§ EXERCISE GOAL
Where the records hold the string "StorageError", show the whole line it sits on.

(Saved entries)
_ _ _ _
//! Offline ("NoAPI") data source backed by a JSON book in the key-value store

use crate::{
    constants::keys,
    error::{RequestError, StorageError},
    provider::MarketDataProvider,
    source::{
        decode_records, lookup_from_matches, matching_coins, normalize_lookup_value, require,
        validate_amount, DataSource,
    },
    store::KeyValueStore,
    types::{
        ActivityEvent, CoinKey, CoinLookup, HoldingEntry, HoldingMap, ImportRows, WatchlistEntry,
        WatchlistMap,
    },
};
use async_trait::async_trait;
use serde::de::DeserializeOwned;
use serde::Serialize;
use serde_json::{Map, Value};
use std::collections::BTreeMap;
use std::sync::Arc;
use tokio::sync::Mutex;
use uuid::Uuid;

/// The offline book persisted under the `NoAPI` key
///
/// Keys this SDK does not manage are carried through unchanged, and so are
/// records that could not be decoded.
#[derive(Debug, Clone, Default, PartialEq, Serialize)]
pub struct NoApiBook {
    pub holdings: HoldingMap,
    /// Transactions keyed by transaction id
    pub activity: BTreeMap<String, ActivityEvent>,
    pub watchlist: WatchlistMap,
    #[serde(flatten)]
    pub extra: Map<String, Value>,
    #[serde(skip)]
    unreadable: BTreeMap<String, Map<String, Value>>,
}

impl NoApiBook {
    /// Parses a stored book; missing or invalid JSON yields an empty book
    pub fn parse(data: Option<&str>) -> Self {
        Self::try_parse(data).unwrap_or_else(|e| {
            tracing::warn!(error = %e, "Offline data is not valid JSON, starting from an empty book");
            Self::default()
        })
    }

    /// Parses a stored book, failing only when the document itself is unreadable
    ///
    /// Missing or blank data is an empty book. Each collection may be an
    /// object, `[]` or `null`; records that do not decode are kept aside and
    /// written back untouched by `to_json`.
    pub fn try_parse(data: Option<&str>) -> Result<Self, serde_json::Error> {
        let Some(data) = data.filter(|d| !d.trim().is_empty()) else {
            return Ok(Self::default());
        };

        let mut fields = match serde_json::from_str::<Value>(data)? {
            Value::Object(fields) => fields,
            Value::Null => return Ok(Self::default()),
            Value::Array(items) if items.is_empty() => return Ok(Self::default()),
            other => {
                return Err(serde::de::Error::custom(format!(
                    "expected an object, found {}",
                    other
                )))
            }
        };

        let mut book = Self::default();
        book.holdings = book.take_collection(&mut fields, "holdings")?;
        book.activity = book.take_collection(&mut fields, "activity")?;
        book.watchlist = book.take_collection(&mut fields, "watchlist")?;
        book.extra = fields;
        Ok(book)
    }

    fn take_collection<T: DeserializeOwned>(
        &mut self,
        fields: &mut Map<String, Value>,
        name: &str,
    ) -> Result<BTreeMap<String, T>, serde_json::Error> {
        let value = fields.remove(name).unwrap_or(Value::Null);
        let records = decode_records(name, value)
            .map_err(<serde_json::Error as serde::de::Error>::custom)?;
        if !records.unreadable.is_empty() {
            self.unreadable.insert(name.to_string(), records.unreadable);
        }
        Ok(records.decoded)
    }

    /// Number of records that could not be decoded
    pub fn unreadable_count(&self) -> usize {
        self.unreadable.values().map(Map::len).sum()
    }

    /// Serializes the book, restoring records that could not be decoded
    pub fn to_json(&self) -> Result<String, serde_json::Error> {
        let mut value = serde_json::to_value(self)?;
        for (name, records) in &self.unreadable {
            if let Some(Value::Object(collection)) = value.get_mut(name) {
                for (key, record) in records {
                    collection
                        .entry(key.clone())
                        .or_insert_with(|| record.clone());
                }
            }
        }
        serde_json::to_string(&value)
    }

    /// Activity with transaction ids filled in, in chronological order
    pub fn activity_log(&self) -> Vec<ActivityEvent> {
        let mut events: Vec<ActivityEvent> = self
            .activity
            .iter()
            .map(|(tx_id, event)| ActivityEvent {
                tx_id: tx_id.clone(),
                ..event.clone()
            })
            .collect();
        crate::activity::sort_chronologically(&mut events);
        events
    }

    pub fn create_holding(&mut self, id: &str, symbol: &str, amount: f64) -> Result<String, RequestError> {
        if self.holdings.contains_key(id) {
            return Err(RequestError::api("Asset already exists."));
        }
        self.holdings
            .insert(id.to_string(), HoldingEntry::new(symbol, amount));
        Ok("Asset created.".to_string())
    }

    pub fn update_holding(&mut self, id: &str, amount: f64) -> Result<String, RequestError> {
        let entry = self
            .holdings
            .get_mut(id)
            .ok_or_else(|| RequestError::api("Asset not found."))?;
        entry.amount = amount;
        Ok("Asset updated.".to_string())
    }

    pub fn create_watchlist(&mut self, id: &str, symbol: &str) -> Result<String, RequestError> {
        if self.watchlist.contains_key(id) {
            return Err(RequestError::api("Asset already in watchlist."));
        }
        self.watchlist.insert(
            id.to_string(),
            WatchlistEntry {
                symbol: symbol.to_string(),
            },
        );
        Ok("Asset added to watchlist.".to_string())
    }

    pub fn delete_watchlist(&mut self, id: &str) -> Result<String, RequestError> {
        if self.watchlist.remove(id).is_none() {
            return Err(RequestError::api("Asset not found in watchlist."));
        }
        Ok("Asset removed from watchlist.".to_string())
    }

    /// Imports rows; holdings are upserted, activity gets fresh transaction ids
    pub fn import(&mut self, rows: &ImportRows) -> Result<String, RequestError> {
        match rows {
            ImportRows::Holdings(rows) => {
                for row in rows {
                    require("Coin ID", &row.id)?;
                    validate_amount(row.amount)?;
                }
                for row in rows {
                    self.holdings
                        .insert(row.id.clone(), HoldingEntry::new(row.symbol.clone(), row.amount));
                }
                Ok("Holdings have been imported.".to_string())
            }
            ImportRows::Activity(rows) => {
                for row in rows {
                    require("Coin ID", &row.id)?;
                    validate_amount(row.amount)?;
                }
                for row in rows {
                    let tx_id = Uuid::new_v4().to_string();
                    let event = ActivityEvent {
                        tx_id: tx_id.clone(),
                        ..row.clone()
                    };
                    self.activity.insert(tx_id, event);
                }
                Ok("Activity has been imported.".to_string())
            }
        }
    }
}

/// Data source that keeps everything on the device
pub struct LocalSource {
    store: Arc<dyn KeyValueStore>,
    pricing: Arc<dyn MarketDataProvider>,
    // Serializes read-modify-write cycles on the stored book
    write_lock: Mutex<()>,
}

impl LocalSource {
    pub fn new(store: Arc<dyn KeyValueStore>, pricing: Arc<dyn MarketDataProvider>) -> Self {
        Self {
            store,
            pricing,
            write_lock: Mutex::new(()),
        }
    }

    /// Loads the current book from the store
    pub async fn load_book(&self) -> Result<NoApiBook, RequestError> {
        let data = self.store.get(keys::NO_API_DATA).await?;
        Ok(NoApiBook::parse(data.as_deref()))
    }

    async fn save_book(&self, book: &NoApiBook) -> Result<(), RequestError> {
        let data = book.to_json().map_err(StorageError::from)?;
        self.store.set(keys::NO_API_DATA, &data).await?;
        Ok(())
    }

    /// Applies `op` to the stored book and persists it on success
    ///
    /// Refuses to write when stored data exists but cannot be parsed, so a
    /// corrupted book is never replaced by an empty one.
    async fn modify<F>(&self, op: F) -> Result<String, RequestError>
    where
        F: FnOnce(&mut NoApiBook) -> Result<String, RequestError> + Send,
    {
        let _guard = self.write_lock.lock().await;
        let data = self.store.get(keys::NO_API_DATA).await?;
        let mut book = NoApiBook::try_parse(data.as_deref()).map_err(|e| {
            tracing::error!(error = %e, "Offline data is unreadable, refusing to overwrite it");
            StorageError::Unreadable(e.to_string())
        })?;

        let message = op(&mut book)?;
        self.save_book(&book).await?;
        Ok(message)
    }
}

#[async_trait]
impl DataSource for LocalSource {
    async fn read_holdings(&self) -> Result<HoldingMap, RequestError> {
        Ok(self.load_book().await?.holdings)
    }

    async fn read_activity(&self) -> Result<Vec<ActivityEvent>, RequestError> {
        Ok(self.load_book().await?.activity_log())
    }

    async fn read_watchlist(&self) -> Result<WatchlistMap, RequestError> {
        Ok(self.load_book().await?.watchlist)
    }

    async fn create_watchlist(&self, id: &str, symbol: &str) -> Result<String, RequestError> {
        require("Coin ID", id)?;
        self.modify(|book| book.create_watchlist(id, symbol)).await
    }

    async fn delete_watchlist(&self, id: &str) -> Result<String, RequestError> {
        require("Coin ID", id)?;
        self.modify(|book| book.delete_watchlist(id)).await
    }

    async fn resolve_coin(&self, key: CoinKey, value: &str) -> Result<CoinLookup, RequestError> {
        let value = normalize_lookup_value(key, value);
        require("Coin", &value)?;

        let results = self.pricing.search(&value).await?;
        let matches = matching_coins(&results, key, &value);
        lookup_from_matches(&matches, &value)
    }

    async fn import_rows(&self, rows: &ImportRows) -> Result<String, RequestError> {
        tracing::info!(kind = rows.kind(), count = rows.len(), "Importing rows to offline book");
        self.modify(|book| book.import(rows)).await
    }

    async fn create_holding(
        &self,
        id: &str,
        symbol: &str,
        amount: f64,
    ) -> Result<String, RequestError> {
        require("Coin ID", id)?;
        validate_amount(amount)?;
        self.modify(|book| book.create_holding(id, symbol, amount)).await
    }

    async fn update_holding(&self, id: &str, amount: f64) -> Result<String, RequestError> {
        require("Coin ID", id)?;
        validate_amount(amount)?;
        self.modify(|book| book.update_holding(id, amount)).await
    }

    fn source_name(&self) -> &'static str {
        "local"
    }
}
_ _ _ _
§ RESULT OF THE EXERCISE
    error::{RequestError, StorageError},
        let data = book.to_json().map_err(StorageError::from)?;
            StorageError::Unreadable(e.to_string())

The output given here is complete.